Off on the second loop, people are yelling my name. I have no idea who is cheering me on -- I'm too busy trying to run. At the last water station, even the volunteer cheers me on. "The faster you move, the faster you'll finish!" he calls out. In a moment of total exhaustion at the end of a 40 km time trial on my bike, I had had that same thought -- so silly, so simplistic, yet so true. So I start to move.

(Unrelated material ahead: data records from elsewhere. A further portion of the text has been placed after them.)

impl Supervisor {
    /// Production wiring: HTTP providers, ffmpeg muxer, startup
    /// reconciliation, restored breakers, and running worker pools.
    pub async fn bootstrap(settings: Settings) -> Result<Self, SupervisorError> {
        let layout = DataLayout::new(&settings.root);
        layout.prepare()?;

        let caller = Arc::new(ResilientCaller::new(ResilientCallerConfig::default()));
        caller.load_breakers(&layout.breakers_file())?;

        let dashboard: Arc<dyn DashboardClient> = Arc::new(HttpDashboard::new(
            &settings.dashboard_url,
            &settings.dashboard_token,
            Arc::clone(&caller),
        ));
        let textgen = Arc::new(HttpTextGenerator::new(
            &settings.textgen_url,
            &settings.textgen_api_key,
            Arc::clone(&caller),
        ));
        let trend_ingest = settings.trend.as_ref().map(|trend| {
            crate::adapters::TrendIngestAdapter::new(
                Arc::new(HttpTrendSource::new(
                    &settings.trend_url,
                    &trend.client_id,
                    &trend.client_secret,
                    &trend.category,
                    Arc::clone(&caller),
                )),
                Arc::clone(&dashboard),
                trend.clone(),
            )
        });
        let adapters = AdapterSet::new(
            Arc::clone(&dashboard),
            textgen,
            Arc::new(HttpSpeechSynthesizer::new(
                &settings.tts_url,
                &settings.tts_api_key,
                &settings.tts_voice,
                Arc::clone(&caller),
            )),
            Arc::new(HttpClipSearch::new(
                &settings.stock_url,
                &settings.stock_api_key,
                Arc::clone(&caller),
            )),
            Arc::new(FileDownloader::new(Arc::clone(&caller))),
            Arc::new(FfmpegMuxer::default()),
            Arc::new(HttpCaptionAligner::new(
                &settings.align_url,
                &settings.textgen_api_key,
                Arc::clone(&caller),
            )),
            Arc::new(HttpVideoPublisher::new(
                &settings.upload_url,
                &settings.upload_token,
                Arc::clone(&caller),
            )),
            trend_ingest,
        );

        let db = Arc::new(StateDb::open(layout.state_file())?);
        let store = Arc::new(ArtifactStore::open(layout.artifacts_dir())?);
        let locks = Arc::new(ItemLocks::new());

        // Best effort: a brand-new table gets its header row
        if let Err(e) = dashboard.ensure_headers().await {
            warn!(error = %e, "could not ensure dashboard headers");
        }
        reconcile(&db, dashboard.as_ref(), &locks).await?;

        Self::assemble(
            settings,
            layout,
            db,
            dashboard,
            store,
            locks,
            Arc::new(adapters),
            Some(caller),
        )
    }

    /// Wiring from pre-built components; tests inject stubs here.
    #[allow(clippy::too_many_arguments)]
    pub fn assemble(
        settings: Settings,
        layout: DataLayout,
        db: Arc<StateDb>,
        dashboard: Arc<dyn DashboardClient>,
        store: Arc<ArtifactStore>,
        locks: Arc<ItemLocks>,
        adapters: Arc<AdapterSet>,
        caller: Option<Arc<ResilientCaller>>,
    ) -> Result<Self, SupervisorError> {
        let (queues, receivers) = StageQueues::build(settings.queue_capacity, &DISPATCHED_STAGES);
        let deps = WorkerDeps {
            db,
            dashboard,
            locks,
            store,
            adapters,
            settings: Arc::new(settings),
            metrics: Arc::new(PipelineMetrics::new()),
            in_flight: queues.in_flight_handle(),
        };

        let workers_shutdown = CancellationToken::new();
        let pools = receivers
            .into_iter()
            .map(|stage_rx| {
                tokio::spawn(run_stage_pool(
                    stage_rx.stage,
                    stage_rx.receiver,
                    deps.clone(),
                    workers_shutdown.clone(),
                ))
            })
            .collect();

        Ok(Self {
            deps,
            queues,
            caller,
            layout,
            pools,
            workers_shutdown,
        })
    }

    /// Adopts dashboard rows the local store has never seen (operator
    /// seeding rows directly is normal workflow).
    async fn adopt_new_rows(&self) -> usize {
        let mut adopted = 0;
        for status in [RowStatus::PendingApproval, RowStatus::Approved] {
            let rows = match self.deps.dashboard.list_items(ListFilter::status(status)).await {
                Ok(rows) => rows,
                Err(e) => {
                    warn!(error = %e, "dashboard listing failed during discovery");
                    return adopted;
                }
            };
            for row in rows {
                if self.deps.db.get(&row.id).is_some() {
                    continue;
                }
                let guard = self.deps.locks.acquire(&row.id).await;
                let source = ItemSource::parse(&row.source).unwrap_or(ItemSource::AiIdeation);
                let mut item = Item::new(row.id.clone(), source, row.title.clone());
                if row.status == RowStatus::Approved {
                    item.state = ItemState::Approved;
                }
                match self.deps.db.commit(&guard, &item) {
                    Ok(()) => adopted += 1,
                    Err(e) => warn!(item_id = %row.id, error = %e, "failed to adopt row"),
                }
            }
        }
        adopted
    }

    /// One discovery pass: adopt new rows, then enqueue every item whose
    /// next stage is eligible.
    pub async fn discover_once(&self) -> DiscoveryStats {
        self.discover(true).await
    }

    async fn discover(&self, include_approval: bool) -> DiscoveryStats {
        let mut stats = DiscoveryStats {
            adopted: self.adopt_new_rows().await,
            ..Default::default()
        };
        let now = Utc::now();
        let mut candidates = self.deps.db.list();
        // FIFO fairness: oldest update first
        candidates.sort_by_key(|item| item.updated_at);

        for item in candidates {
            stats.scanned += 1;
            let Some(stage) = registry::next_stage(&item, now) else {
                continue;
            };
            if stage == Stage::Approval && !include_approval {
                continue;
            }
            if !registry::spec(stage).is_ready(&item, now) {
                continue;
            }
            match self.queues.try_enqueue(&item.item_id, stage) {
                EnqueueResult::Queued if stage == Stage::Approval => stats.approval_polls += 1,
                EnqueueResult::Queued => stats.enqueued += 1,
                EnqueueResult::Duplicate => {}
                EnqueueResult::Full => stats.deferred += 1,
                EnqueueResult::Closed => break,
            }
        }
        stats
    }

    /// Jobs queued or running, excluding approval polls.
    fn production_in_flight(&self) -> usize {
        self.deps
            .in_flight
            .iter()
            .filter(|entry| entry.key().1 != Stage::Approval)
            .count()
    }

    /// Whether any item still has work the drain should wait for. Items
    /// awaiting the operator do not count; a scheduled retry counts while
    /// it lands inside the drain horizon.
    fn has_pending_work(&self) -> bool {
        if self.production_in_flight() > 0 {
            return true;
        }
        let now = Utc::now();
        let horizon = now + chrono::Duration::seconds(RETRY_DRAIN_HORIZON_SECS);
        self.deps.db.list().iter().any(|item| match &item.state {
            ItemState::PendingApproval => false,
            ItemState::RetryableError { after_ts, .. } => *after_ts <= horizon,
            state if state.is_terminal() => false,
            _ => true,
        })
    }

    /// The daily full pass: ideation, trend ingest, and GC.
    async fn daily_pass(&self) {
        let settings = &self.deps.settings;
        if let Err(e) = self
            .deps
            .adapters
            .ideation
            .run(&self.deps.db, &self.deps.locks, settings.ideas_per_run)
            .await
        {
            warn!(error = %e, "ideation pass failed");
        }
        if let Some(ref trend) = self.deps.adapters.trend_ingest {
            if let Err(e) = trend.run(&self.deps.db, &self.deps.locks).await {
                warn!(error = %e, "trend ingest pass failed");
            }
        }
        if let Err(e) = self.collect_garbage().await {
            warn!(error = %e, "garbage collection failed");
        }
        info!("{}", self.health().render());
    }

    /// Single pass mode: daily work, discovery, drain, shutdown.
    pub async fn run_once(self, shutdown: CancellationToken) -> Result<(), SupervisorError> {
        info!("starting single production pass");
        self.daily_pass().await;

        // Approval rows are polled once; re-polling is the loop mode's job.
        let mut first_pass = true;
        loop {
            if shutdown.is_cancelled() {
                break;
            }
            let stats = self.discover(first_pass).await;
            first_pass = false;
            if stats.enqueued == 0 && !self.has_pending_work() {
                break;
            }
            tokio::time::sleep(Duration::from_millis(500)).await;
        }

        self.shutdown(shutdown.is_cancelled()).await
    }

    /// Continuous mode: periodic discovery plus the daily pass at the
    /// configured local time. The approval watch is discovery itself.
    pub async fn run_loop(self, shutdown: CancellationToken) -> Result<(), SupervisorError> {
        let interval = self.deps.settings.discovery_interval;
        let (daily_hour, daily_minute) = self.deps.settings.daily_at;
        info!(
            interval_secs = interval.as_secs(),
            daily_at = format!("{:02}:{:02}", daily_hour, daily_minute),
            "starting supervision loop"
        );

        let mut last_daily: Option<u32> = None;
        loop {
            tokio::select! {
                biased;
                _ = shutdown.cancelled() => break,
                _ = tokio::time::sleep(interval) => {}
            }

            let now = Local::now();
            let due_today = now.hour() > daily_hour
                || (now.hour() == daily_hour && now.minute() >= daily_minute);
            if due_today && last_daily != Some(now.ordinal()) {
                last_daily = Some(now.ordinal());
                self.daily_pass().await;
            }

            let stats = self.discover_once().await;
            if stats.enqueued > 0 || stats.adopted > 0 {
                info!(
                    enqueued = stats.enqueued,
                    adopted = stats.adopted,
                    deferred = stats.deferred,
                    "discovery pass"
                );
            }
        }

        self.shutdown(true).await
    }

    /// Graceful drain: stop accepting work, let running jobs finish inside
    /// the drain deadline, then cancel what remains and persist breakers.
    async fn shutdown(mut self, interrupted: bool) -> Result<(), SupervisorError> {
        info!(interrupted, "supervisor draining");
        // Closing the queues stops workers after their current job
        self.queues.close();

        let drain = self.deps.settings.drain_deadline;
        let pools = futures::future::join_all(self.pools.drain(..));
        if tokio::time::timeout(drain, pools).await.is_err() {
            warn!(deadline_secs = drain.as_secs(), "drain deadline hit, cancelling running jobs");
            self.workers_shutdown.cancel();
        }

        if let Some(ref caller) = self.caller {
            caller.save_breakers(&self.layout.breakers_file())?;
        }
        info!("supervisor stopped");
        Ok(())
    }

    /// Current pipeline health.
    pub fn health(&self) -> HealthReport {
        let items = self.deps.db.list();
        let mut report = HealthReport {
            in_flight: self.queues.in_flight_count(),
            items_total: items.len(),
            metrics: self.deps.metrics.snapshot(),
            breakers: self
                .caller
                .as_ref()
                .map(|c| c.breaker_snapshots())
                .unwrap_or_default(),
            ..Default::default()
        };
        for item in &items {
            match &item.state {
                ItemState::PendingApproval => report.items_pending_approval += 1,
                ItemState::Published => report.items_published += 1,
                ItemState::Failed { .. } => report.items_failed += 1,
                ItemState::RetryableError { .. } => report.items_awaiting_retry += 1,
                _ => report.items_in_progress += 1,
            }
        }
        report
    }

    /// Operator reset: re-enter a failed item at its last successful state.
    pub async fn reset_item(&self, item_id: &str) -> Result<(), SupervisorError> {
        let guard = self.deps.locks.acquire(item_id).await;
        let Some(mut item) = self.deps.db.get(item_id) else {
            warn!(item_id, "reset requested for unknown item");
            return Ok(());
        };
        let ItemState::Failed { stage } = item.state.clone() else {
            warn!(item_id, state = %item.state, "reset requested for non-failed item");
            return Ok(());
        };

        item.state = ItemState::ready_for(stage);
        item.error = None;
        item.stage_attempts.remove(stage.as_str());
        item.touch();
        self.deps.db.commit(&guard, &item)?;

        let label = item.state.dashboard_label();
        if let Err(e) = self
            .deps
            .dashboard
            .update_fields(
                item_id,
                crate::dashboard::RowPatch {
                    status: RowStatus::parse(label),
                    error: Some(String::new()),
                    ..Default::default()
                },
                None,
            )
            .await
        {
            warn!(item_id, error = %e, "dashboard update failed during reset");
        }
        info!(item_id, stage = %stage, state = %item.state, "item reset");
        Ok(())
    }

    /// One garbage collection pass over terminal items.
    pub async fn collect_garbage(&self) -> Result<GcReport, SupervisorError> {
        let candidates: Vec<GcCandidate> = self
            .deps
            .db
            .list()
            .into_iter()
            .filter(|item| item.state.is_terminal())
            .map(|item| GcCandidate {
                item_id: item.item_id,
                terminal_since: item.updated_at,
            })
            .collect();
        let report = collect_garbage(
            &self.deps.store,
            &self.deps.locks,
            &candidates,
            self.deps.settings.retention,
            Utc::now(),
        )
        .await?;
        Ok(report)
    }
}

It's almost the end. I can see my coach. I start moving even faster. He sees me go by and I get a look at his face. He's SMILING and yelling, "Yes! Just like that!!!" And then he looks at Ronit and I imagine that he's telling her how he's never seen me run like this before. I am suddenly filled with energy and I sprint towards the finish line, picking off the woman in front of me (wearing a green number from the earlier heat) just as we hit the mat. The announcer calls my name and hers and it's over. I'm finished. It's taken me just under 11 months to finish Eilat.
Part 6: The Conclusion
Although not my best time of the year, I have finished my race in a time that I'm satisfied with. My bike split puts me in the top half of my wave of men and women -- the men outnumbering the women by a very large ratio. that's a first for me and it makes me very happy. Finishing in the top half of my age group will also make me happy. I finish in the top third -- 6th out of 19 -- one of the 20 registered women didn't show up for the race.
I am elated -- I have conquered my ghosts and achieved my goals. I've never before felt quite like this after a race. But there is a touch of sadness, too. Perhaps it's the knowledge that this is the last triathlon of the season, that it will be months before I experience another mad dash into the water, months before the next time I have to scrub permanent marker off my body. I don't think it's that, though. Instead, I think it's the knowledge that I probably won't be doing another sprint in Eilat. Oh, I'll be back in Eilat next year, but I suspect that the seed that I sowed during the swim and that took root during the bike will have sprouted and bloomed by then. Next season will be the beginning of my experience as an Olympic distance triathlete.
I've known for a long time that I want to go longer. After two years of sprints, I want a new challenge. This will mean a lot of hard work and fewer podium finishes, but it's the challenge I'm after, not the trophy. So yes, Eilat was most likely the "end of an era" -- and the beginning of a new one. I love this sport.